Dipendenti di se stessi

Fa piacere capitare per caso alla scuola ebraica dopo aver trascorso tra quelle mura molti anni prima come allieva e poi come insegnante: scritte in ebraico da tutte le parti, il calendario delle feste, disegni e foto relativi a Israele o alla vita ebraica e molto altro. Ci si sente a casa, e in effetti è così, perché la scuola appartiene a tutti gli ebrei della comunità. A pensarci bene, però, era proprio questa sensazione di appartenenza a rendere faticosa la vita lavorativa: quando si è a casa propria ci si sente responsabili di tutto, non si sta a guardare l’orologio ma si lavora finché serve; a casa d’altri ci si sente forse un po’ più a disagio ma si sta più tranquilli. E’ vero che anche una scuola pubblica appartiene a tutti i cittadini (e infatti anche lì si finisce per lavorare molto più di quanto sia teoricamente richiesto), ma in una comunità ebraica, soprattutto se media o piccola, il legame tra i singoli ebrei e le loro istituzioni è molto più immediato, e più forte la sensazione di essere dipendenti di se stessi, un padrone attento ed esigente contro cui si fatica a sindacalizzarsi.

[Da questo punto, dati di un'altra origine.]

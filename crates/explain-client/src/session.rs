//! Per-page session wiring
//!
//! One cooperative event loop per page load: UI events from the host
//! bindings and the fixed-delay timers (status re-poll, injector retry)
//! are multiplexed on a single logical thread of execution, so the DOM
//! surface is only ever mutated from here. A `CancellationToken` scoped
//! to the page lifetime stops pending timers deterministically on
//! navigation instead of relying on page unload.

use crate::api::ExplainApi;
use crate::coordinator::ExplainCoordinator;
use crate::error::SessionError;
use crate::inject::{inject_button, InjectOutcome};
use crate::page::{Notifier, PageSurface};
use crate::poll::poll_build_status;
use crate::types::{BuildStatus, UiEvent};
use std::time::Duration;
use tokio::sync::mpsc;
use tokio_util::sync::CancellationToken;

/// Session timing configuration.
#[derive(Debug, Clone)]
pub struct SessionConfig {
    /// Delay between status polls while the run is in progress.
    pub poll_interval: Duration,
    /// Delay before re-running anchor detection when injection found none.
    pub inject_retry_delay: Duration,
    /// UI event channel capacity.
    pub event_buffer: usize,
}

impl SessionConfig {
    /// Create default configuration: 5 s re-poll, 3 s injector retry.
    #[inline]
    #[must_use]
    pub fn new() -> Self {
        Self::default()
    }

    /// With a poll interval.
    #[inline]
    #[must_use]
    pub fn with_poll_interval(mut self, interval: Duration) -> Self {
        self.poll_interval = interval;
        self
    }

    /// With an injector retry delay.
    #[inline]
    #[must_use]
    pub fn with_inject_retry_delay(mut self, delay: Duration) -> Self {
        self.inject_retry_delay = delay;
        self
    }
}

impl Default for SessionConfig {
    fn default() -> Self {
        Self {
            poll_interval: Duration::from_secs(5),
            inject_retry_delay: Duration::from_secs(3),
            event_buffer: 16,
        }
    }
}

/// Handle held by the host bindings: pushes UI events in and tears the
/// session down on navigation.
#[derive(Debug, Clone)]
pub struct SessionHandle {
    cancel: CancellationToken,
    events: mpsc::Sender<UiEvent>,
}

impl SessionHandle {
    /// Deliver one user interaction.
    ///
    /// # Errors
    /// [`SessionError::ChannelClosed`] once the session is gone or the
    /// event buffer is full.
    pub fn send(&self, event: UiEvent) -> Result<(), SessionError> {
        self.events
            .try_send(event)
            .map_err(|_| SessionError::ChannelClosed)
    }

    /// Stop the session and any pending timers.
    pub fn cancel(&self) {
        self.cancel.cancel();
    }

    /// Token for tying further work to the page lifetime.
    #[must_use]
    pub fn cancellation_token(&self) -> CancellationToken {
        self.cancel.clone()
    }
}

/// Where the background timer work currently is.
#[derive(Debug, Clone, Copy, PartialEq, Eq)]
enum TickPhase {
    /// Polling build status.
    Poll,
    /// Run finished failing; waiting to re-run anchor detection.
    InjectRetry,
    /// No more timer work.
    Done,
}

/// One page load's worth of orchestration.
#[derive(Debug)]
pub struct PageSession<P, A, N> {
    coordinator: ExplainCoordinator<P, A, N>,
    config: SessionConfig,
    cancel: CancellationToken,
    events: mpsc::Receiver<UiEvent>,
    phase: TickPhase,
    next_delay: Option<Duration>,
}

impl<P, A, N> PageSession<P, A, N>
where
    P: PageSurface,
    A: ExplainApi,
    N: Notifier,
{
    /// Wire up a session for one page load.
    #[must_use]
    pub fn new(page: P, api: A, notifier: N, config: SessionConfig) -> (Self, SessionHandle) {
        let (tx, rx) = mpsc::channel(config.event_buffer);
        let cancel = CancellationToken::new();
        let handle = SessionHandle {
            cancel: cancel.clone(),
            events: tx,
        };
        let session = Self {
            coordinator: ExplainCoordinator::new(page, api, notifier),
            config,
            cancel,
            events: rx,
            phase: TickPhase::Poll,
            // First poll fires immediately on page load.
            next_delay: Some(Duration::ZERO),
        };
        (session, handle)
    }

    /// The coordinator, for inspection.
    #[inline]
    #[must_use]
    pub fn coordinator(&self) -> &ExplainCoordinator<P, A, N> {
        &self.coordinator
    }

    /// Mutable coordinator access.
    #[inline]
    pub fn coordinator_mut(&mut self) -> &mut ExplainCoordinator<P, A, N> {
        &mut self.coordinator
    }

    /// Run the session until cancelled or the host drops its handle.
    ///
    /// Pages that are not a console view get no polling and no injection;
    /// the loop still serves events in case the host wired any, but in
    /// practice it just waits for teardown.
    pub async fn run(&mut self) -> Result<(), SessionError> {
        if !self.coordinator.page().is_console_view() {
            tracing::debug!("not a console view, skipping status polling");
            self.phase = TickPhase::Done;
            self.next_delay = None;
        }

        loop {
            let delay = self.next_delay;
            let Self {
                coordinator,
                config,
                cancel,
                events,
                phase,
                next_delay,
            } = self;

            tokio::select! {
                _ = cancel.cancelled() => {
                    tracing::debug!("page session cancelled");
                    break;
                }
                event = events.recv() => match event {
                    Some(event) => coordinator.handle_event(event).await,
                    None => {
                        // All host handles dropped: the page is going away.
                        tracing::debug!("ui event channel closed, tearing down");
                        break;
                    }
                },
                () = maybe_sleep(delay), if delay.is_some() => {
                    *next_delay = None;
                    tick(coordinator, config, phase, next_delay).await;
                }
            }
        }
        Ok(())
    }
}

async fn maybe_sleep(delay: Option<Duration>) {
    match delay {
        Some(delay) => tokio::time::sleep(delay).await,
        None => std::future::pending().await,
    }
}

/// One timer tick: either a status poll or an injection retry.
async fn tick<P, A, N>(
    coordinator: &mut ExplainCoordinator<P, A, N>,
    config: &SessionConfig,
    phase: &mut TickPhase,
    next_delay: &mut Option<Duration>,
) where
    P: PageSurface,
    A: ExplainApi,
    N: Notifier,
{
    match *phase {
        TickPhase::Poll => {
            let status = poll_build_status(coordinator.api()).await;
            match status {
                BuildStatus::Running => {
                    *next_delay = Some(config.poll_interval);
                }
                BuildStatus::CompletedFailed => {
                    attempt_inject(coordinator, config, phase, next_delay);
                }
                BuildStatus::Unrelated => {
                    // Successful run: no explanation is offered.
                    *phase = TickPhase::Done;
                }
            }
        }
        TickPhase::InjectRetry => {
            let page = coordinator.page_mut();
            if !page.is_console_view() || page.has_explain_button() {
                *phase = TickPhase::Done;
                return;
            }
            attempt_inject(coordinator, config, phase, next_delay);
        }
        TickPhase::Done => {}
    }
}

fn attempt_inject<P, A, N>(
    coordinator: &mut ExplainCoordinator<P, A, N>,
    config: &SessionConfig,
    phase: &mut TickPhase,
    next_delay: &mut Option<Duration>,
) where
    P: PageSurface,
    A: ExplainApi,
    N: Notifier,
{
    match inject_button(coordinator.page_mut()) {
        InjectOutcome::NoAnchor => {
            *phase = TickPhase::InjectRetry;
            *next_delay = Some(config.inject_retry_delay);
        }
        outcome => {
            tracing::debug!(?outcome, "injection finished");
            *phase = TickPhase::Done;
        }
    }
}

E’ giusto affermare che nelle nostre comunità bisogna distinguere meglio il ruolo dei professionali da quello dei politici, ma spesso le cose si complicano perché alcuni professionali sono in una certa misura anche politici: non solo votano per eleggere i propri superiori, ma talvolta sono membri dei gruppi che si candidano a guidare le comunità, partecipano alla stesura dei programmi, intervengono nelle assemblee comunitarie e in quelle dei gruppi a cui appartengono, scrivono sui giornali ebraici. Ciascun ebreo che lavora per una comunità ebraica o per l’Unione deve fare attenzione a distinguere la propria parte professionale da quella politica, e ogni tanto, anche se non è facile, deve mettere a tacere il politico per dare al professionale un po’ di fiato. Si può anche entrare in casa propria e decidere che questa volta non tocca a noi mettere in ordine.